Michigan asparagus shipments have been underway for a month and should continue through the end of June from the west-central area of the state.
The Michigan Asparagus Advisory Board in Dewitt, MI notes loadings have been lagging because cool weather limited picks of asparagus fields to about 11-12 harvest sessions through late May, compared to normal tallies of 15-16.
Last year processed asparagus accounted for about 60 percent of the volume, although there is less processing demand this year. That is expected to result in more fresh shipments. One estimate has fresh shipments accounting for about 75 percent of the volume with product for processing making up the balance.
The USDA census report notes Michigan’s asparagus acreage was 12,285 acres in 2017, up from 9,405 acres in 2012 and 12,127 acres in 2007. Acreage has gone down compared with 1997, when 18,266 acres of asparagus were harvested in the state. About 9,500 acres were planted this year.
Michigan’s primary competition comes from Mexico and Peru during the May to June shipping window, although imports haven’t been big this year. Last season, May volume accounted for 33 percent of total fresh shipments and June accounted for about 67 percent of total annual volume.

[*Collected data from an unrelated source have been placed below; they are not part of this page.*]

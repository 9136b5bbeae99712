//! Error types for repository operations.
//!
//! Storage-layer faults are caught at the repository boundary and mapped to
//! this taxonomy; the underlying driver's native error type never escapes.

use std::fmt;

/// Result type for repository operations
pub type RepositoryResult<T> = Result<T, RepositoryError>;

/// Structured context for repository errors.
///
/// Provides additional information about where and why an error occurred.
#[derive(Debug, Clone, Default)]
pub struct ErrorContext {
    /// The operation being performed (e.g., "add", "delete")
    pub operation: Option<String>,
    /// The entity type involved (e.g., "client", "routine")
    pub entity: Option<String>,
    /// The entity ID if applicable
    pub entity_id: Option<String>,
    /// Additional details about the error
    pub details: Option<String>,
}

impl ErrorContext {
    /// Create a new error context with an operation name.
    pub fn new(operation: impl Into<String>) -> Self {
        Self {
            operation: Some(operation.into()),
            ..Default::default()
        }
    }

    /// Set the entity type.
    pub fn with_entity(mut self, entity: impl Into<String>) -> Self {
        self.entity = Some(entity.into());
        self
    }

    /// Set the entity ID.
    pub fn with_entity_id(mut self, id: impl ToString) -> Self {
        self.entity_id = Some(id.to_string());
        self
    }

    /// Set additional details.
    pub fn with_details(mut self, details: impl Into<String>) -> Self {
        self.details = Some(details.into());
        self
    }
}

impl fmt::Display for ErrorContext {
    fn fmt(&self, f: &mut fmt::Formatter<'_>) -> fmt::Result {
        let mut parts = Vec::new();
        if let Some(ref op) = self.operation {
            parts.push(format!("operation={}", op));
        }
        if let Some(ref entity) = self.entity {
            parts.push(format!("entity={}", entity));
        }
        if let Some(ref id) = self.entity_id {
            parts.push(format!("id={}", id));
        }
        if let Some(ref details) = self.details {
            parts.push(format!("details={}", details));
        }
        write!(f, "[{}]", parts.join(", "))
    }
}

/// Error type for repository operations
#[derive(Debug, thiserror::Error)]
pub enum RepositoryError {
    /// A lookup, update or delete targeted a non-existent identity.
    #[error("Not found: {message} {context}")]
    NotFound {
        message: String,
        context: ErrorContext,
    },

    /// A uniqueness constraint was violated on insert.
    #[error("Duplicate record: {message} {context}")]
    Duplicate {
        message: String,
        context: ErrorContext,
    },

    /// The operation was blocked by a dependent row (foreign key).
    #[error("Referential integrity: {message} {context}")]
    ReferentialIntegrity {
        message: String,
        context: ErrorContext,
    },

    /// Any other storage-layer technical fault (disk, lock, corruption).
    #[error("Persistence error: {message} {context}")]
    Persistence {
        message: String,
        context: ErrorContext,
    },

    /// Backend selection or configuration errors.
    #[error("Configuration error: {0}")]
    Configuration(String),
}

impl RepositoryError {
    pub fn not_found(message: impl Into<String>, context: ErrorContext) -> Self {
        Self::NotFound {
            message: message.into(),
            context,
        }
    }

    pub fn duplicate(message: impl Into<String>, context: ErrorContext) -> Self {
        Self::Duplicate {
            message: message.into(),
            context,
        }
    }

    pub fn referential_integrity(message: impl Into<String>, context: ErrorContext) -> Self {
        Self::ReferentialIntegrity {
            message: message.into(),
            context,
        }
    }

    pub fn persistence(message: impl Into<String>, context: ErrorContext) -> Self {
        Self::Persistence {
            message: message.into(),
            context,
        }
    }
}
//! Type-directed coercion of raw form input.
//!
//! Form controls hand back strings; the schema says what each one means.
//! Every field is mandatory for submission: problems collect into
//! per-field markers that block the submit, they never surface to the
//! service as exceptions.
//!
//! Dates are entered in the display format `DD-MM-YYYY` and stored in the
//! ISO format `YYYY-MM-DD`.

use std::collections::BTreeMap;

use chrono::NaiveDate;

use crate::models::{EntityKind, FieldType, Record, Value};

/// Display format for dates in form controls and table cells.
pub const DISPLAY_DATE_FORMAT: &str = "%d-%m-%Y";
/// Storage format for dates (ISO-8601 date).
pub const STORAGE_DATE_FORMAT: &str = "%Y-%m-%d";

/// Raw field values collected from a form, keyed by attribute name.
#[derive(Debug, Clone, Default)]
pub struct RawForm {
    values: BTreeMap<String, String>,
}

impl RawForm {
    pub fn new() -> Self {
        Self::default()
    }

    pub fn set(&mut self, name: impl Into<String>, value: impl Into<String>) -> &mut Self {
        self.values.insert(name.into(), value.into());
        self
    }

    pub fn get(&self, name: &str) -> Option<&str> {
        self.values.get(name).map(String::as_str)
    }
}

/// Why a single field blocks submission.
#[derive(Debug, Clone, Copy, PartialEq, Eq)]
pub enum FieldIssue {
    /// Empty or missing value.
    Required,
    /// Not a date in `DD-MM-YYYY`.
    InvalidDate,
    /// Not a number.
    InvalidNumber,
}

impl FieldIssue {
    /// Marker text for the offending control.
    pub fn marker(self) -> &'static str {
        match self {
            FieldIssue::Required => "Requerido",
            FieldIssue::InvalidDate => "Fecha inválida",
            FieldIssue::InvalidNumber => "Número inválido",
        }
    }
}

/// Per-field issues that blocked a submission. Local and recoverable.
#[derive(Debug, Clone, Default, PartialEq, Eq)]
pub struct FormErrors {
    pub issues: Vec<(String, FieldIssue)>,
}

impl FormErrors {
    pub fn is_empty(&self) -> bool {
        self.issues.is_empty()
    }

    pub fn issue_for(&self, name: &str) -> Option<FieldIssue> {
        self.issues
            .iter()
            .find(|(field, _)| field == name)
            .map(|(_, issue)| *issue)
    }

    fn push(&mut self, name: &str, issue: FieldIssue) {
        self.issues.push((name.to_string(), issue));
    }
}

/// Parse a date in the display format.
pub fn parse_display_date(raw: &str) -> Option<NaiveDate> {
    NaiveDate::parse_from_str(raw, DISPLAY_DATE_FORMAT).ok()
}

/// Render a date in the display format.
pub fn display_date(date: NaiveDate) -> String {
    date.format(DISPLAY_DATE_FORMAT).to_string()
}

/// Render a date in the storage format.
pub fn storage_date(date: NaiveDate) -> String {
    date.format(STORAGE_DATE_FORMAT).to_string()
}

/// Coerce raw form values into a record of `kind`, identity unset.
///
/// Walks the schema columns in order; each raw string is converted
/// according to the column's semantic type. All fields are mandatory at
/// this layer even where the data model allows absence.
pub fn coerce(kind: EntityKind, form: &RawForm) -> Result<Record, FormErrors> {
    let mut errors = FormErrors::default();
    let mut values = Vec::with_capacity(kind.columns().len());

    for column in kind.columns() {
        let raw = form.get(column.name).unwrap_or("").trim();
        if raw.is_empty() {
            errors.push(column.name, FieldIssue::Required);
            continue;
        }
        match column.field_type {
            FieldType::Text => values.push(Value::Text(raw.to_string())),
            FieldType::Integer => match raw.parse::<i64>() {
                Ok(n) => values.push(Value::Integer(n)),
                Err(_) => errors.push(column.name, FieldIssue::InvalidNumber),
            },
            FieldType::OptionalInteger => match raw.parse::<i64>() {
                Ok(n) => values.push(Value::OptionalInteger(Some(n))),
                Err(_) => errors.push(column.name, FieldIssue::InvalidNumber),
            },
            FieldType::Float => match raw.parse::<f64>() {
                Ok(f) => values.push(Value::Float(f)),
                Err(_) => errors.push(column.name, FieldIssue::InvalidNumber),
            },
            FieldType::Date => match parse_display_date(raw) {
                Some(date) => values.push(Value::Date(date)),
                None => errors.push(column.name, FieldIssue::InvalidDate),
            },
        }
    }

    if !errors.is_empty() {
        return Err(errors);
    }
    // Shape is correct by construction: one value per schema column.
    Record::from_values(kind, None, &values).ok_or(errors)
}
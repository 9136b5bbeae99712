#[cfg(test)]
mod tests {
    use chrono::NaiveDate;

    use crate::forms::fields::{display_label, fields_for, Control};
    use crate::forms::view::{
        client_row, instructor_row, routine_row, LabelIndex, MISSING_LABEL,
    };
    use crate::models::{Client, EntityKind, Instructor, Record, Routine};

    fn sample_client() -> Client {
        Client {
            id: Some(1),
            name: "Ana".to_string(),
            last_name: "Lopez".to_string(),
            routine_start_date: NaiveDate::from_ymd_opt(2024, 1, 1).unwrap(),
            routine_end_date: NaiveDate::from_ymd_opt(2024, 6, 1).unwrap(),
            instructor_id: Some(1),
            routine_id: Some(1),
            routine_cycle: 2,
        }
    }

    fn sample_labels() -> LabelIndex {
        let instructors = vec![Record::Instructor(Instructor {
            id: Some(1),
            name: "Juan".to_string(),
            last_name: "Pérez".to_string(),
        })];
        let routines = vec![Record::Routine(Routine {
            id: Some(1),
            name: "Cardio".to_string(),
            pdf_link: "x.pdf".to_string(),
        })];
        LabelIndex::new(&instructors, &routines)
    }

    #[test]
    fn test_client_row_substitutes_labels_and_collapses_dates() {
        let row = client_row(&sample_client(), &sample_labels());
        assert_eq!(row.full_name, "Ana Lopez");
        assert_eq!(row.routine, "Cardio");
        assert_eq!(row.cycle, "2");
        assert_eq!(row.dates, "01-01-2024 - 01-06-2024");
    }

    #[test]
    fn test_missing_reference_renders_placeholder() {
        let mut client = sample_client();
        client.routine_id = Some(99);
        let row = client_row(&client, &sample_labels());
        assert_eq!(row.routine, MISSING_LABEL);

        client.routine_id = None;
        let row = client_row(&client, &sample_labels());
        assert_eq!(row.routine, MISSING_LABEL);
    }

    #[test]
    fn test_instructor_label_lookup() {
        let labels = sample_labels();
        assert_eq!(labels.instructor_label(Some(1)), "Juan Pérez");
        assert_eq!(labels.instructor_label(Some(7)), MISSING_LABEL);
        assert_eq!(labels.instructor_label(None), MISSING_LABEL);
    }

    #[test]
    fn test_routine_and_instructor_rows() {
        let routine = Routine {
            id: Some(4),
            name: "Cardio".to_string(),
            pdf_link: "x.pdf".to_string(),
        };
        let row = routine_row(&routine);
        assert_eq!(row.id, Some(4));
        assert_eq!(row.name, "Cardio");

        let instructor = Instructor {
            id: Some(1),
            name: "Juan".to_string(),
            last_name: "Pérez".to_string(),
        };
        let row = instructor_row(&instructor);
        assert_eq!(row.full_name, "Juan Pérez");
    }

    #[test]
    fn test_client_row_serializes_with_display_values() {
        let row = client_row(&sample_client(), &sample_labels());
        let json = serde_json::to_value(&row).unwrap();
        assert_eq!(json["full_name"], "Ana Lopez");
        assert_eq!(json["instructor"], "Juan Pérez");
        assert_eq!(json["dates"], "01-01-2024 - 01-06-2024");
    }

    #[test]
    fn test_display_label_title_cases_snake_case() {
        assert_eq!(display_label("last_name"), "Last Name");
        assert_eq!(display_label("pdf_link"), "Pdf Link");
        assert_eq!(display_label("name"), "Name");
    }

    #[test]
    fn test_fields_for_client_controls() {
        let fields = fields_for(EntityKind::Client);
        let names: Vec<&str> = fields.iter().map(|f| f.name).collect();
        assert_eq!(
            names,
            vec![
                "name",
                "last_name",
                "routine_start_date",
                "routine_end_date",
                "instructor_id",
                "routine_id",
                "routine_cycle",
            ]
        );

        let control_of = |name: &str| fields.iter().find(|f| f.name == name).unwrap().control;
        assert_eq!(control_of("name"), Control::TextInput);
        assert_eq!(control_of("routine_start_date"), Control::DatePicker);
        assert_eq!(
            control_of("instructor_id"),
            Control::Select(EntityKind::Instructor)
        );
        assert_eq!(control_of("routine_id"), Control::Select(EntityKind::Routine));
        assert_eq!(control_of("routine_cycle"), Control::NumericInput);
    }
}
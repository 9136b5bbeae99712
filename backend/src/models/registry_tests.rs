#[cfg(test)]
mod tests {
    use chrono::NaiveDate;

    use crate::models::{Client, EntityKind, FieldType, Instructor, Record, Routine, Value};

    #[test]
    fn test_columns_exclude_identity() {
        for kind in EntityKind::ALL {
            assert!(
                kind.columns().iter().all(|c| c.name != "id"),
                "{} schema must not contain the identity field",
                kind
            );
        }
    }

    #[test]
    fn test_columns_preserve_declared_order() {
        let names: Vec<&str> = EntityKind::Client.columns().iter().map(|c| c.name).collect();
        assert_eq!(
            names,
            vec![
                "name",
                "last_name",
                "routine_start_date",
                "routine_end_date",
                "instructor_id",
                "routine_id",
                "routine_cycle",
            ]
        );

        let names: Vec<&str> = EntityKind::Routine.columns().iter().map(|c| c.name).collect();
        assert_eq!(names, vec!["name", "pdf_link"]);

        let names: Vec<&str> = EntityKind::Instructor.columns().iter().map(|c| c.name).collect();
        assert_eq!(names, vec!["name", "last_name"]);
    }

    #[test]
    fn test_table_names_are_lowercase_entity_names() {
        assert_eq!(EntityKind::Routine.table(), "routine");
        assert_eq!(EntityKind::Instructor.table(), "instructor");
        assert_eq!(EntityKind::Client.table(), "client");
    }

    #[test]
    fn test_from_name_is_case_insensitive() {
        assert_eq!(EntityKind::from_name("Client").unwrap(), EntityKind::Client);
        assert_eq!(EntityKind::from_name("ROUTINE").unwrap(), EntityKind::Routine);
        assert_eq!(
            EntityKind::from_name("instructor").unwrap(),
            EntityKind::Instructor
        );
    }

    #[test]
    fn test_from_name_rejects_unregistered() {
        let err = EntityKind::from_name("membership").unwrap_err();
        assert_eq!(err.0, "membership");
    }

    #[test]
    fn test_relation_columns_follow_id_suffix() {
        let columns = EntityKind::Client.columns();
        let instructor_col = columns.iter().find(|c| c.name == "instructor_id").unwrap();
        let routine_col = columns.iter().find(|c| c.name == "routine_id").unwrap();
        let cycle_col = columns.iter().find(|c| c.name == "routine_cycle").unwrap();

        assert!(instructor_col.is_relation());
        assert_eq!(instructor_col.related_kind(), Some(EntityKind::Instructor));
        assert!(routine_col.is_relation());
        assert_eq!(routine_col.related_kind(), Some(EntityKind::Routine));
        assert!(!cycle_col.is_relation());
        assert_eq!(cycle_col.related_kind(), None);
    }

    #[test]
    fn test_client_field_types() {
        let types: Vec<FieldType> = EntityKind::Client
            .columns()
            .iter()
            .map(|c| c.field_type)
            .collect();
        assert_eq!(
            types,
            vec![
                FieldType::Text,
                FieldType::Text,
                FieldType::Date,
                FieldType::Date,
                FieldType::OptionalInteger,
                FieldType::OptionalInteger,
                FieldType::Integer,
            ]
        );
    }

    #[test]
    fn test_record_values_align_with_columns() {
        let client = Record::Client(Client {
            id: Some(7),
            name: "Ana".to_string(),
            last_name: "Lopez".to_string(),
            routine_start_date: NaiveDate::from_ymd_opt(2024, 1, 1).unwrap(),
            routine_end_date: NaiveDate::from_ymd_opt(2024, 6, 1).unwrap(),
            instructor_id: Some(1),
            routine_id: None,
            routine_cycle: 2,
        });

        let columns = client.kind().columns();
        let values = client.values();
        assert_eq!(columns.len(), values.len());
        for (column, value) in columns.iter().zip(&values) {
            assert_eq!(column.field_type, value.field_type(), "{}", column.name);
        }
    }

    #[test]
    fn test_record_from_values_round_trip() {
        let instructor = Record::Instructor(Instructor {
            id: Some(3),
            name: "Juan".to_string(),
            last_name: "Pérez".to_string(),
        });
        let rebuilt =
            Record::from_values(EntityKind::Instructor, Some(3), &instructor.values()).unwrap();
        assert_eq!(rebuilt, instructor);
    }

    #[test]
    fn test_record_from_values_rejects_shape_mismatch() {
        // Routine expects two text values.
        let values = vec![Value::Text("Cardio".to_string()), Value::Integer(1)];
        assert!(Record::from_values(EntityKind::Routine, None, &values).is_none());

        // Trailing values are a mismatch too.
        let values = vec![
            Value::Text("Cardio".to_string()),
            Value::Text("x.pdf".to_string()),
            Value::Text("extra".to_string()),
        ];
        assert!(Record::from_values(EntityKind::Routine, None, &values).is_none());
    }

    #[test]
    fn test_with_id_assigns_identity() {
        let routine = Record::Routine(Routine {
            id: None,
            name: "Cardio".to_string(),
            pdf_link: "x.pdf".to_string(),
        });
        assert_eq!(routine.id(), None);
        assert_eq!(routine.with_id(12).id(), Some(12));
    }

    #[test]
    fn test_client_is_complete() {
        let mut client = Client {
            id: None,
            name: "Ana".to_string(),
            last_name: "Lopez".to_string(),
            routine_start_date: NaiveDate::from_ymd_opt(2024, 1, 1).unwrap(),
            routine_end_date: NaiveDate::from_ymd_opt(2024, 6, 1).unwrap(),
            instructor_id: Some(1),
            routine_id: Some(1),
            routine_cycle: 1,
        };
        assert!(client.is_complete());

        client.routine_id = None;
        assert!(!client.is_complete());
    }
}
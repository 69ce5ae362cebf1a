/// Return the flag word `x` with bit `bit` set if `toggle` is true, cleared otherwise.
pub fn set_bit(bit: u16, x: u16, toggle: bool) -> u16 {
    if toggle {
        x | (1 << bit)
    } else {
        x & !(1 << bit)
    }
}

/// Test whether bit `bit` of the flag word `x` is set.
pub fn test_bit(bit: u16, x: u16) -> bool {
    (x >> bit) & 1 == 1
}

Michigan’s fresh shipments of 385,000 28-pound equivalent crates in 2018 compared with 421,000 crates in 2017 and 417,000 crates in 2016.
In 2018, Michigan accounted for about 32 percent of total domestic asparagus shipments, trailing Washington (49 percent), but well ahead of California (19 percent).
However, both Mexico and Peru have big year-round volume coming to the U.S., and last year May to June U.S. imports from those two countries were seven times bigger than Michigan’s shipments in those two months.